Тем временем разговор меж Свенельдом и хазарским евреем продолжался.
— И серебро, и камни — это очень хорошо, — на выпяченных влажных губах тархана пузырились и лопались медленные слова, — но нам нужны люди. У вашего народа так много рабочих людей. Если их станет немножечко меньше, вы не останетесь голодными.
— Но как же так? — отвечал Волелюб. — Мы им не дозволяем держать в домах копья, мечи и луки, но мотыги и топоры всегда остается при них. Да и огниво у каждого есть.
Тархан не был доволен этими словами:
— Но мы не можем всегда ждать, когда вы из очередного побоища приведете степняков или когда кто-то там у вас законы переступит, чтобы вы рады были от него избавиться, — он обернулся к кому-то из своего окружения и что-то сказал на непонятном наречии. — Я пока только передаю слова моего мэлэха.
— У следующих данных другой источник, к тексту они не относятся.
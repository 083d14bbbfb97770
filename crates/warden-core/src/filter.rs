// Copyright (c) 2025 Geoffrey Huntley <ghuntley@ghuntley.com>. All rights reserved.
// SPDX-License-Identifier: Proprietary

//! Shared filter for list operations.

use serde::{Deserialize, Serialize};

/// Filter and pagination for list operations.
///
/// One struct serves every listing; operations read only the fields their
/// contract names and ignore the rest. `limit = 0` means "server default";
/// limits above the maximum are rejected by the API layer.
#[derive(Debug, Clone, Default, PartialEq, Eq, Serialize, Deserialize)]
pub struct Filter {
	/// Organization scope, where the operation is org-scoped.
	pub org: Option<String>,

	/// Path prefix the listed resources must live under.
	pub path_prefix: Option<String>,

	/// Group name, for member and attachment listings.
	pub group_name: Option<String>,

	/// Policy name, for attachment listings.
	pub policy_name: Option<String>,

	/// Page size; `0` selects the server default.
	pub limit: usize,

	/// Number of leading results to skip.
	pub offset: usize,
}

impl Filter {
	/// A filter selecting the first default-sized page of everything.
	pub fn all() -> Self {
		Self::default()
	}

	/// Sets the organization scope.
	pub fn with_org(mut self, org: impl Into<String>) -> Self {
		self.org = Some(org.into());
		self
	}

	/// Sets the path prefix.
	pub fn with_path_prefix(mut self, path_prefix: impl Into<String>) -> Self {
		self.path_prefix = Some(path_prefix.into());
		self
	}

	/// Sets the group name.
	pub fn with_group_name(mut self, group_name: impl Into<String>) -> Self {
		self.group_name = Some(group_name.into());
		self
	}

	/// Sets the page size and offset.
	pub fn with_page(mut self, limit: usize, offset: usize) -> Self {
		self.limit = limit;
		self.offset = offset;
		self
	}
}
// Copyright (c) 2025 Geoffrey Huntley <ghuntley@ghuntley.com>. All rights reserved.
// SPDX-License-Identifier: Proprietary

//! Policy entity and statements.
//!
//! A policy is a named bag of [`Statement`]s scoped to an organization.
//! Statements are the atomic unit of permission: an effect, a set of
//! action patterns, and a set of resource URN patterns. A policy with no
//! statements grants nothing and denies nothing.

use chrono::{DateTime, Utc};
use serde::{Deserialize, Serialize};
use std::fmt;

use crate::types::PolicyId;
use crate::urn::{self, ResourceType};

/// The effect of a matching statement.
#[derive(Debug, Clone, Copy, PartialEq, Eq, Hash, Serialize, Deserialize)]
#[serde(rename_all = "lowercase")]
pub enum Effect {
	/// The statement grants the matched actions on the matched resources.
	Allow,
	/// The statement forbids them; an applicable deny defeats every allow.
	Deny,
}

impl fmt::Display for Effect {
	fn fmt(&self, f: &mut fmt::Formatter<'_>) -> fmt::Result {
		match self {
			Effect::Allow => write!(f, "allow"),
			Effect::Deny => write!(f, "deny"),
		}
	}
}

/// A single policy statement.
#[derive(Debug, Clone, PartialEq, Serialize, Deserialize)]
pub struct Statement {
	/// Whether matching requests are allowed or denied.
	pub effect: Effect,

	/// Action patterns, colon-delimited with an optional trailing `*`
	/// segment (`iam:CreateGroup`, `iam:*`).
	pub actions: Vec<String>,

	/// Resource URN patterns, with an optional single trailing `*`.
	pub resources: Vec<String>,
}

impl Statement {
	/// Creates a statement from its parts.
	pub fn new(
		effect: Effect,
		actions: impl IntoIterator<Item = impl Into<String>>,
		resources: impl IntoIterator<Item = impl Into<String>>,
	) -> Self {
		Self {
			effect,
			actions: actions.into_iter().map(Into::into).collect(),
			resources: resources.into_iter().map(Into::into).collect(),
		}
	}
}

/// A policy: a named, org-scoped set of statements.
///
/// `(org, name)` is unique per entity type, exactly as for groups.
#[derive(Debug, Clone, PartialEq, Serialize, Deserialize)]
pub struct Policy {
	/// Unique identifier for this policy.
	pub id: PolicyId,

	/// Policy name, unique within its organization.
	pub name: String,

	/// Hierarchical path the policy lives under, `/`-delimited.
	pub path: String,

	/// Organization the policy belongs to.
	pub org: String,

	/// Canonical URN, derived from org, path and name.
	pub urn: String,

	/// The statements this policy carries. May be empty.
	pub statements: Vec<Statement>,

	/// When the policy was created.
	pub create_at: DateTime<Utc>,

	/// When the policy was last updated.
	pub update_at: DateTime<Utc>,
}

impl Policy {
	/// Creates a new policy with a generated ID and a URN derived from org,
	/// path and name.
	pub fn new(
		org: impl Into<String>,
		name: impl Into<String>,
		path: impl Into<String>,
		statements: Vec<Statement>,
	) -> Self {
		let org = org.into();
		let name = name.into();
		let path = path.into();
		let urn = urn::compose(&org, ResourceType::Policy, &path, &name);
		let now = Utc::now();
		Self {
			id: PolicyId::generate(),
			name,
			path,
			org,
			urn,
			statements,
			create_at: now,
			update_at: now,
		}
	}

	/// Returns a copy renamed, re-pathed and with replacement statements;
	/// the URN is regenerated and the update timestamp refreshed.
	pub fn updated(
		&self,
		new_name: impl Into<String>,
		new_path: impl Into<String>,
		new_statements: Vec<Statement>,
	) -> Self {
		let new_name = new_name.into();
		let new_path = new_path.into();
		let urn = urn::compose(&self.org, ResourceType::Policy, &new_path, &new_name);
		Self {
			name: new_name,
			path: new_path,
			urn,
			statements: new_statements,
			update_at: Utc::now(),
			..self.clone()
		}
	}
}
Да будет с ним милость Господня и покой!
— Не справлялся ли твой малик о своей дочери, о Малуше… то бишь об Эсфири? — ввернул Асмуд, дабы хоть на время перехватить преимущество в разговоре.
Еще немного говорили о Малуше. Еще — о необходимости всегда и всячески во всех делах помогать семейству главы киевского кагала — Наамана Хапуша. И наконец расстались, на прощанье выслушав напоминание и дохленького, и гаденького человечка: Иосиф ждет скорой, обильной и роскошной дани.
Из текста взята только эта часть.